Extending XCS with Cyclic Graphs for Scalability on Complex Boolean Problems

Abstract

A main research direction in the field of evolutionary machine learning is to develop a scalable classifier system to solve high-dimensional problems. Recently work has begun on autonomously reusing learned building blocks of knowledge to scale from low-dimensional problems to high-dimensional ones. An XCS-based classifier system, known as XCSCFC, has been shown to be scalable, through the addition of expression tree–like code fragments, to a limit beyond standard learning classifier systems. XCSCFC is especially beneficial if the target problem can be divided into a hierarchy of subproblems and each of them is solvable in a bottom-up fashion. However, if the hierarchy of subproblems is too deep, then XCSCFC becomes impractical because of the needed computational time and thus eventually hits a limit in problem size. A limitation in this technique is the lack of a cyclic representation, which is inherent in finite state machines (FSMs). However, the evolution of FSMs is a hard task owing to the combinatorially large number of possible states, connections, and interaction. Usually this requires supervised learning to minimize inappropriate FSMs, which for high-dimensional problems necessitates subsampling or incremental testing. To avoid these constraints, this work introduces a state-machine-based encoding scheme into XCS for the first time, termed XCSSMA. The proposed system has been tested on six complex Boolean problem domains: multiplexer, majority-on, carry, even-parity, count ones, and digital design verification problems.

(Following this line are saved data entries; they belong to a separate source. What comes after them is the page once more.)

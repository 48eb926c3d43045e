//! Survey records as read from the row store.

use serde::Deserialize;
use serde_json::Value;
use std::collections::HashMap;

use crate::error::{Error, Result};

/// Column holding the connections list (JSON-encoded in the row store).
pub const CONNECTIONS_FIELD: &str = "conexiones";

/// Marker rendered when a depth cannot be computed.
pub const NOT_AVAILABLE: &str = "N/A";

/// One survey submission's flattened field set.
#[derive(Debug, Clone, Default, PartialEq)]
pub struct Record {
    fields: HashMap<String, Value>,
}

impl Record {
    pub fn new() -> Self {
        Self::default()
    }

    pub fn from_fields(fields: HashMap<String, Value>) -> Self {
        Self { fields }
    }

    pub fn insert(&mut self, field: impl Into<String>, value: impl Into<Value>) {
        self.fields.insert(field.into(), value.into());
    }

    pub fn with(mut self, field: impl Into<String>, value: impl Into<Value>) -> Self {
        self.insert(field, value);
        self
    }

    pub fn get(&self, field: &str) -> Option<&Value> {
        self.fields.get(field)
    }

    pub fn fields(&self) -> &HashMap<String, Value> {
        &self.fields
    }

    /// String form of a field, or `None` when the field is absent, null or empty.
    pub fn text(&self, field: &str) -> Option<String> {
        self.fields.get(field).and_then(value_text)
    }

    /// Parse the connections list. Absent or empty means no connections.
    pub fn connections(&self) -> Result<Vec<Connection>> {
        let raw = match self.fields.get(CONNECTIONS_FIELD) {
            None | Some(Value::Null) => return Ok(Vec::new()),
            Some(Value::String(s)) if s.trim().is_empty() => return Ok(Vec::new()),
            Some(Value::String(s)) => serde_json::from_str::<Value>(s)
                .map_err(|e| Error::malformed(CONNECTIONS_FIELD, e))?,
            Some(other) => other.clone(),
        };

        match raw {
            Value::Array(_) => serde_json::from_value(raw)
                .map_err(|e| Error::malformed(CONNECTIONS_FIELD, e)),
            other => Err(Error::malformed(
                CONNECTIONS_FIELD,
                format!("expected a list, found {}", json_kind(&other)),
            )),
        }
    }
}

/// Stringify a scalar the way it is matched against enumerated options.
pub fn value_text(value: &Value) -> Option<String> {
    match value {
        Value::Null => None,
        Value::String(s) if s.is_empty() => None,
        Value::String(s) => Some(s.clone()),
        Value::Number(n) => Some(n.to_string()),
        Value::Bool(b) => Some(b.to_string()),
        other => Some(other.to_string()),
    }
}

fn json_kind(value: &Value) -> &'static str {
    match value {
        Value::Null => "null",
        Value::Bool(_) => "a boolean",
        Value::Number(_) => "a number",
        Value::String(_) => "a string",
        Value::Array(_) => "a list",
        Value::Object(_) => "an object",
    }
}

/// One pipe connection entering or leaving the well.
#[derive(Debug, Clone, Default, PartialEq, Deserialize)]
#[serde(default)]
pub struct Connection {
    #[serde(alias = "diametro_pulgadas")]
    pub diameter: Option<Value>,
    #[serde(alias = "cota_razante")]
    pub crown_elevation: Option<Value>,
    #[serde(alias = "cota_clave")]
    pub invert_elevation: Option<Value>,
    pub material: Option<Value>,
}

impl Connection {
    /// `crown_elevation - invert_elevation` rounded to two decimals.
    pub fn depth(&self) -> Option<f64> {
        let crown = self.crown_elevation.as_ref().and_then(numeric)?;
        let invert = self.invert_elevation.as_ref().and_then(numeric)?;
        let depth = ((crown - invert) * 100.0).round() / 100.0;
        // Avoid rendering "-0".
        Some(if depth == 0.0 { 0.0 } else { depth })
    }

    pub fn depth_text(&self) -> String {
        self.depth()
            .map(|d| d.to_string())
            .unwrap_or_else(|| NOT_AVAILABLE.to_string())
    }

    pub fn diameter_text(&self) -> String {
        self.diameter.as_ref().and_then(value_text).unwrap_or_default()
    }

    pub fn material_text(&self) -> String {
        self.material.as_ref().and_then(value_text).unwrap_or_default()
    }
}

fn numeric(value: &Value) -> Option<f64> {
    match value {
        Value::Number(n) => n.as_f64(),
        Value::String(s) => s.trim().parse::<f64>().ok().filter(|v| v.is_finite()),
        _ => None,
    }
}

#[cfg(test)]
mod tests {
    use super::*;
    use serde_json::json;

    #[test]
    fn test_text_treats_empty_and_absent_alike() {
        let record = Record::new().with("a", "").with("b", Value::Null).with("c", "x");
        assert_eq!(record.text("a"), None);
        assert_eq!(record.text("b"), None);
        assert_eq!(record.text("missing"), None);
        assert_eq!(record.text("c"), Some("x".to_string()));
    }

    #[test]
    fn test_text_stringifies_scalars() {
        let record = Record::new().with("n", 12).with("f", 1.5).with("b", true);
        assert_eq!(record.text("n").as_deref(), Some("12"));
        assert_eq!(record.text("f").as_deref(), Some("1.5"));
        assert_eq!(record.text("b").as_deref(), Some("true"));
    }

    #[test]
    fn test_connections_from_json_string_with_spanish_keys() {
        let record = Record::new().with(
            CONNECTIONS_FIELD,
            r#"[{"diametro_pulgadas": 8, "cota_razante": "10.5", "cota_clave": 8.25, "material": "PVC"}]"#,
        );
        let connections = record.connections().unwrap();
        assert_eq!(connections.len(), 1);
        assert_eq!(connections[0].diameter_text(), "8");
        assert_eq!(connections[0].depth(), Some(2.25));
        assert_eq!(connections[0].material_text(), "PVC");
    }

    #[test]
    fn test_connections_from_structured_array() {
        let record = Record::new().with(
            CONNECTIONS_FIELD,
            json!([{"diameter": "6", "crown_elevation": 3, "invert_elevation": 1.111}]),
        );
        let connections = record.connections().unwrap();
        assert_eq!(connections[0].depth(), Some(1.89));
    }

    #[test]
    fn test_connections_absent_or_blank_is_empty() {
        assert!(Record::new().connections().unwrap().is_empty());
        let blank = Record::new().with(CONNECTIONS_FIELD, "  ");
        assert!(blank.connections().unwrap().is_empty());
        let empty_list = Record::new().with(CONNECTIONS_FIELD, "[]");
        assert!(empty_list.connections().unwrap().is_empty());
    }

    #[test]
    fn test_malformed_connections() {
        let record = Record::new().with(CONNECTIONS_FIELD, "not json");
        assert!(matches!(record.connections(), Err(Error::MalformedInput { .. })));

        let record = Record::new().with(CONNECTIONS_FIELD, r#"{"a": 1}"#);
        assert!(matches!(record.connections(), Err(Error::MalformedInput { .. })));
    }

    #[test]
    fn test_depth_not_available_when_operand_missing_or_non_numeric() {
        let missing = Connection {
            crown_elevation: Some(json!(4.0)),
            ..Default::default()
        };
        assert_eq!(missing.depth(), None);
        assert_eq!(missing.depth_text(), NOT_AVAILABLE);

        let garbage = Connection {
            crown_elevation: Some(json!("abc")),
            invert_elevation: Some(json!(1)),
            ..Default::default()
        };
        assert_eq!(garbage.depth_text(), NOT_AVAILABLE);
    }

    #[test]
    fn test_depth_rounds_to_two_decimals() {
        let c = Connection {
            crown_elevation: Some(json!(10.0)),
            invert_elevation: Some(json!(7.6666)),
            ..Default::default()
        };
        assert_eq!(c.depth(), Some(2.33));

        let zero = Connection {
            crown_elevation: Some(json!(1.001)),
            invert_elevation: Some(json!(1.002)),
            ..Default::default()
        };
        assert_eq!(zero.depth_text(), "0");
    }
}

The proposed approach outperforms XCSCFA (an XCS that computes actions) and XCSF (an XCS that computes predictions) in three of the six problem domains, while the performance in others is similar. In addition, XCSSMA evolved, for the first time, compact and human readable general classifiers (i.e., solving any n-bit problems) for the even-parity and carry problem domains, demonstrating its ability to produce scalable solutions using a cyclic representation.